If the conference circuit is still a good indicator of what is hot in the industry, then supplier relationship management (SRM) software may finally have come of age.
In October, almost three years since the three-letter acronym was unleashed on a weary, post-emarketplace world, executives at SAP gathered in Berlin for the software company’s first ever SRM event.
Hundreds of customers from across Europe converged on the conference to swap their experiences, make new contacts and learn more about the latest incarnation of the German company’s ‘mySAP SRM’ suite, which began shipping in the summer.

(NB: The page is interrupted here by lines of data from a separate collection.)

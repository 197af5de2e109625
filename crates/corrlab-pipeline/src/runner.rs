//! One non-interactive pass over the notebook.

use std::time::Instant;

use anyhow::anyhow;
use tracing::{debug, info, warn};

use corrlab_core::graph::Notebook;

use crate::interfaces::{ReportPresenter, RunReport};

/// Options for a batch run.
#[derive(Debug, Clone, Copy)]
pub struct RunOptions {
    /// Present the first rows of the dataset.
    pub show_preview: bool,
}

impl Default for RunOptions {
    fn default() -> Self {
        Self { show_preview: true }
    }
}

/// Evaluate the notebook and hand its outputs to `presenter`.
///
/// A degenerate correlation is fatal here: the error is presented, nothing
/// else is, and the `CorrError` is returned as the root cause.
pub fn run_batch(
    notebook: &mut Notebook,
    presenter: &dyn ReportPresenter,
    opts: &RunOptions,
) -> anyhow::Result<RunReport> {
    let start = Instant::now();
    let recomputed = notebook.evaluate();
    debug!(cells = recomputed.len(), generation = notebook.generation(), "Notebook evaluated");

    let correlation = match notebook.correlation() {
        Some(Ok(r)) => r,
        Some(Err(err)) => {
            warn!(%err, "Correlation is undefined");
            presenter.present_error(&err.to_string());
            return Err(err.clone().into());
        }
        None => return Err(anyhow!("correlation cell was not evaluated")),
    };

    let summary = notebook
        .summary()
        .ok_or_else(|| anyhow!("summary cell was not evaluated"))?
        .to_owned();
    presenter.present_summary(&summary);

    if let Some(plot) = notebook.plot() {
        presenter.present_plot(plot)?;
    }

    let preview = notebook.preview().unwrap_or_default().to_vec();
    if opts.show_preview {
        presenter.present_preview(&preview);
    }

    let params = notebook.params();
    info!(
        n = params.n(),
        slope = params.slope(),
        noise = params.noise(),
        seed = notebook.seed(),
        r = correlation,
        elapsed = ?start.elapsed(),
        "Batch run complete"
    );

    Ok(RunReport {
        params,
        seed: notebook.seed(),
        samples: notebook.dataset().map_or(0, |ds| ds.len()),
        correlation,
        summary,
        preview,
    })
}
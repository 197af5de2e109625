//! corrlab library: configuration, dispatch, and exit codes for the binary.

pub mod app;
pub mod config;
pub mod errors;
pub mod version;
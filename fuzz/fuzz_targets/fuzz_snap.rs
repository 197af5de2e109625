#![no_main]

use libfuzzer_sys::fuzz_target;

use corrlab_core::params::ParamId;

fuzz_target!(|data: &[u8]| {
    if data.len() < 9 {
        return;
    }
    let id = ParamId::ALL[usize::from(data[0]) % ParamId::ALL.len()];
    let mut bytes = [0u8; 8];
    bytes.copy_from_slice(&data[1..9]);
    let value = f64::from_le_bytes(bytes);
    if !value.is_finite() {
        return;
    }

    let spec = id.spec();
    let snapped = spec.snap(value);
    assert!(spec.contains(snapped), "{snapped} outside {}", spec.name);
    assert!(spec.is_on_grid(snapped), "{snapped} off grid for {}", spec.name);
    assert!(spec.validate(snapped).is_ok());
});
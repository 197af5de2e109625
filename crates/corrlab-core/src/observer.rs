//! Observer pattern for cell re-evaluation events.
//!
//! The notebook notifies every registered observer once per recomputed
//! cell, in topological order.

use std::sync::Arc;
use std::time::Duration;

use parking_lot::RwLock;

use crate::graph::CellId;

/// Emitted after a cell has been recomputed.
#[derive(Debug, Clone, Copy, PartialEq)]
pub struct CellEvent {
    /// The recomputed cell.
    pub cell: CellId,
    /// Evaluation pass that recomputed it (starts at 1).
    pub generation: u64,
    /// Time spent computing the cell.
    pub duration: Duration,
}

/// Observer trait for receiving cell events.
pub trait CellObserver: Send + Sync {
    /// Receive a cell event.
    fn on_evaluated(&self, event: &CellEvent);
}

/// Subject that manages a collection of observers.
pub struct CellSubject {
    observers: RwLock<Vec<Arc<dyn CellObserver>>>,
}

impl CellSubject {
    /// Create a new subject with no observers.
    #[must_use]
    pub fn new() -> Self {
        Self {
            observers: RwLock::new(Vec::new()),
        }
    }

    /// Register an observer.
    pub fn register(&self, observer: Arc<dyn CellObserver>) {
        self.observers.write().push(observer);
    }

    /// Unregister all observers.
    pub fn clear(&self) {
        self.observers.write().clear();
    }

    /// Notify all observers of an event.
    pub fn notify(&self, event: &CellEvent) {
        let observers = self.observers.read();
        for observer in observers.iter() {
            observer.on_evaluated(event);
        }
    }

    /// Get the number of registered observers.
    #[must_use]
    pub fn count(&self) -> usize {
        self.observers.read().len()
    }
}

impl Default for CellSubject {
    fn default() -> Self {
        Self::new()
    }
}
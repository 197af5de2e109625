//! End-to-end CLI integration tests.

use assert_cmd::Command;
use predicates::prelude::*;

fn corrlab() -> Command {
    let mut cmd = Command::cargo_bin("corrlab").expect("binary not found");
    cmd.env_remove("CORRLAB_N")
        .env_remove("CORRLAB_SLOPE")
        .env_remove("CORRLAB_NOISE")
        .env_remove("CORRLAB_SEED")
        .env("NO_COLOR", "1");
    cmd
}

fn json_report(args: &[&str]) -> serde_json::Value {
    let output = corrlab()
        .args(args)
        .args(["--format", "json"])
        .output()
        .unwrap();
    assert!(output.status.success());
    serde_json::from_slice(&output.stdout).unwrap()
}

#[test]
fn help_flag() {
    corrlab()
        .arg("--help")
        .assert()
        .success()
        .stdout(predicate::str::contains("--slope"))
        .stdout(predicate::str::contains("--noise"));
}

#[test]
fn version_flag() {
    corrlab()
        .arg("--version")
        .assert()
        .success()
        .stdout(predicate::str::contains("corrlab"));
}

#[test]
fn default_text_run() {
    corrlab()
        .assert()
        .success()
        .stdout(predicate::str::contains("Current settings"))
        .stdout(predicate::str::contains("• Estimated Pearson r = 0.959"))
        .stdout(predicate::str::contains("**").not())
        .stdout(predicate::str::contains("Interpretation"));
}

#[test]
fn markdown_run_keeps_markup() {
    corrlab()
        .args(["--format", "markdown"])
        .assert()
        .success()
        .stdout(predicate::str::contains("### Current settings"))
        .stdout(predicate::str::contains("- **n** = 200"))
        .stdout(predicate::str::contains("|---:|---:|---:|"));
}

#[test]
fn no_preview_skips_table() {
    corrlab()
        .args(["--format", "markdown", "--no-preview"])
        .assert()
        .success()
        .stdout(predicate::str::contains("|---:|").not());
}

#[test]
fn noiseless_quiet_prints_unit_correlation() {
    corrlab()
        .args(["--noise", "0", "-q"])
        .assert()
        .success()
        .stdout("1.000\n");
    corrlab()
        .args(["--slope", "-2", "--noise", "0", "-q"])
        .assert()
        .success()
        .stdout("-1.000\n");
}

#[test]
fn json_report_fields() {
    let report = json_report(&[]);
    assert_eq!(report["samples"], 200);
    assert_eq!(report["seed"], 42);
    assert_eq!(report["params"]["n"], 200);
    assert_eq!(report["preview"].as_array().unwrap().len(), 10);
    let r = report["correlation"].as_f64().unwrap();
    assert!(r > 0.0 && r <= 1.0);
}

#[test]
fn runs_are_reproducible() {
    assert_eq!(json_report(&["--seed", "7"]), json_report(&["--seed", "7"]));
    assert_ne!(
        json_report(&["--seed", "7"])["correlation"],
        json_report(&["--seed", "8"])["correlation"]
    );
}

#[test]
fn env_overrides_defaults() {
    let output = corrlab()
        .env("CORRLAB_N", "50")
        .args(["--format", "json"])
        .output()
        .unwrap();
    assert!(output.status.success());
    let report: serde_json::Value = serde_json::from_slice(&output.stdout).unwrap();
    assert_eq!(report["samples"], 50);
}

#[test]
fn degenerate_data_exits_with_code_3() {
    corrlab()
        .args(["--slope", "0", "--noise", "0"])
        .assert()
        .code(3)
        .stderr(predicate::str::contains("zero variance"))
        .stdout(predicate::str::contains("Current settings").not());
}

#[test]
fn off_grid_value_exits_with_code_4() {
    corrlab()
        .args(["--noise", "0.3"])
        .assert()
        .code(4)
        .stderr(predicate::str::contains("noise"));
    corrlab().args(["-n", "75"]).assert().code(4);
}

#[test]
fn csv_output() {
    let dir = tempfile::tempdir().unwrap();
    let path = dir.path().join("data.csv");
    corrlab()
        .args(["-n", "100", "-q", "-o"])
        .arg(&path)
        .assert()
        .success();
    let csv = std::fs::read_to_string(&path).unwrap();
    let lines: Vec<&str> = csv.lines().collect();
    assert_eq!(lines[0], "x,y");
    assert_eq!(lines.len(), 101);
}

#[test]
fn svg_plot_output() {
    let dir = tempfile::tempdir().unwrap();
    let path = dir.path().join("plot.svg");
    corrlab()
        .arg("--plot")
        .arg(&path)
        .assert()
        .success()
        .stdout(predicate::str::contains("Plot written"));
    let svg = std::fs::read_to_string(&path).unwrap();
    assert!(svg.contains("<svg"));
}

#[test]
fn plot_into_missing_directory_fails() {
    corrlab()
        .args(["--plot", "/nonexistent-dir/plot.svg"])
        .assert()
        .code(1);
}

#[test]
fn sweep_json() {
    let output = corrlab()
        .args(["--sweep", "--trials", "3", "--format", "json"])
        .output()
        .unwrap();
    assert!(output.status.success());
    let result: serde_json::Value = serde_json::from_slice(&output.stdout).unwrap();
    let points = result["points"].as_array().unwrap();
    assert_eq!(points.len(), 26);
    assert!((points[0]["mean_abs_r"].as_f64().unwrap() - 1.0).abs() < 1e-9);
}

#[test]
fn sweep_text_table() {
    corrlab()
        .args(["--sweep", "--trials", "2"])
        .assert()
        .success()
        .stdout(predicate::str::contains("noise sweep"))
        .stdout(predicate::str::contains("mean|r|"));
}

#[test]
fn quiet_sweep_prints_bare_column() {
    let output = corrlab()
        .args(["--sweep", "--trials", "2", "-q"])
        .output()
        .unwrap();
    assert!(output.status.success());
    let stdout = String::from_utf8(output.stdout).unwrap();
    let lines: Vec<&str> = stdout.lines().collect();
    assert_eq!(lines.len(), 26);
    assert_eq!(lines[0], "1.000");
    assert!(lines.iter().all(|l| l.parse::<f64>().is_ok()));
}

#[test]
fn sweep_with_zero_trials_is_config_error() {
    corrlab()
        .args(["--sweep", "--trials", "0"])
        .assert()
        .code(4);
}

#[test]
fn completion_bash() {
    corrlab()
        .args(["--completion", "bash"])
        .assert()
        .success()
        .stdout(predicate::str::contains("corrlab"));
}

Delegates heard how the third and newest generation of the technology will enable them to hold live auctions with potential suppliers and accept bids in real time.

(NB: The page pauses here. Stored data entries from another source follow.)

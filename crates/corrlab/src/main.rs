//! corrlab: interactive correlation explorer.

use std::process::ExitCode;

use corrlab_cli::ui;
use corrlab_lib::{app, config, errors};

fn main() -> ExitCode {
    let config = config::AppConfig::parse();

    // The TUI owns the terminal; logging there would corrupt the screen.
    if !config.tui {
        let level = if config.verbose {
            tracing::Level::DEBUG
        } else {
            tracing::Level::WARN
        };
        tracing_subscriber::fmt()
            .with_env_filter(
                tracing_subscriber::EnvFilter::from_default_env().add_directive(level.into()),
            )
            .with_writer(std::io::stderr)
            .init();
    }

    match app::run(&config) {
        Ok(()) => ExitCode::SUCCESS,
        Err(err) => {
            if !errors::already_presented(&err) {
                ui::print_error(&format!("{err:#}"));
            }
            ExitCode::from(u8::try_from(errors::exit_code(&err)).unwrap_or(1))
        }
    }
}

Other highlights of the release include : an adaptive user interface; content consolidation capabilities that are embedded within SAP’s new Collaborative Master Data Management module; enhanced procurement features; and a supplier portal.

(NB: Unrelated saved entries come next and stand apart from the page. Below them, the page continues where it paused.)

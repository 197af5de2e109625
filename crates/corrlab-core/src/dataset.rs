//! Synthetic linear dataset generation.
//!
//! The generator takes the random source explicitly. All `n` x-values are
//! drawn first, then all `n` noise values, so a given seed always yields the
//! same dataset regardless of the parameter values that consumed it before.

use rand::{Rng, SeedableRng};
use rand_chacha::ChaCha20Rng;

use crate::constants::{X_MAX, X_MIN};
use crate::error::CorrError;
use crate::params::Params;

/// Ordered (x, y) samples stored column-wise.
#[derive(Debug, Clone, PartialEq, Default)]
pub struct Dataset {
    x: Vec<f64>,
    y: Vec<f64>,
}

impl Dataset {
    /// Build a dataset from two columns of equal length.
    pub fn from_columns(x: Vec<f64>, y: Vec<f64>) -> Result<Self, CorrError> {
        if x.len() != y.len() {
            return Err(CorrError::LengthMismatch {
                x: x.len(),
                y: y.len(),
            });
        }
        Ok(Self { x, y })
    }

    /// The x column.
    #[must_use]
    pub fn x(&self) -> &[f64] {
        &self.x
    }

    /// The y column.
    #[must_use]
    pub fn y(&self) -> &[f64] {
        &self.y
    }

    /// Number of (x, y) pairs.
    #[must_use]
    pub fn len(&self) -> usize {
        self.x.len()
    }

    #[must_use]
    pub fn is_empty(&self) -> bool {
        self.x.is_empty()
    }

    /// Iterate over the (x, y) pairs in order.
    pub fn points(&self) -> impl Iterator<Item = (f64, f64)> + '_ {
        self.x.iter().copied().zip(self.y.iter().copied())
    }
}

/// Generate `params.n()` pairs with x ~ U[-3, 3) and y = slope * x + N(0, σ).
pub fn generate<R: Rng + ?Sized>(params: &Params, rng: &mut R) -> Dataset {
    let n = params.n();
    let x: Vec<f64> = (0..n).map(|_| rng.gen_range(X_MIN..X_MAX)).collect();
    let noise: Vec<f64> = (0..n)
        .map(|_| random_normal(rng, 0.0, params.noise()))
        .collect();
    let y = x
        .iter()
        .zip(&noise)
        .map(|(&xi, &eps)| params.slope() * xi + eps)
        .collect();
    Dataset { x, y }
}

/// Generate from a fresh ChaCha20 stream seeded with `seed`.
///
/// The output is a pure function of `(params, seed)` and is identical on
/// every platform.
#[must_use]
pub fn generate_seeded(params: &Params, seed: u64) -> Dataset {
    let mut rng = ChaCha20Rng::seed_from_u64(seed);
    generate(params, &mut rng)
}

/// One Normal(mean, std_dev) draw via the Box–Muller transform.
///
/// Consumes exactly two uniform draws; `std_dev == 0` returns `mean`.
pub fn random_normal<R: Rng + ?Sized>(rng: &mut R, mean: f64, std_dev: f64) -> f64 {
    let u1 = rng.gen::<f64>().max(f64::MIN_POSITIVE);
    let u2 = rng.gen::<f64>();
    let radius = (-2.0 * u1.ln()).sqrt();
    let theta = 2.0 * std::f64::consts::PI * u2;
    mean + std_dev * radius * theta.cos()
}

For SAP, SRM offers the opportunity to try to squeeze more money from its installed base. One early customer win, German manufacturer of catering and medical equipment, Blanco,is a case in point. A long-term SAP customer, it rolled out SAP’s R/3 suite in the mid-1990s, followed by its customer relationship management software and then SRM.
Demand for SRM software is growing fast, say analysts. The largest 2,000 companies in the US spent between $20 billion and $30 billion on manual sourcing, procurement and supplier management in 2002, according to the Meta Group.
Of that, less than $300 million was spent on SRM software and Meta expects the market to grow tenfold over the next five years.
Given that, expect conferences dealing specifically with SRM to be a permanent feature of the years ahead.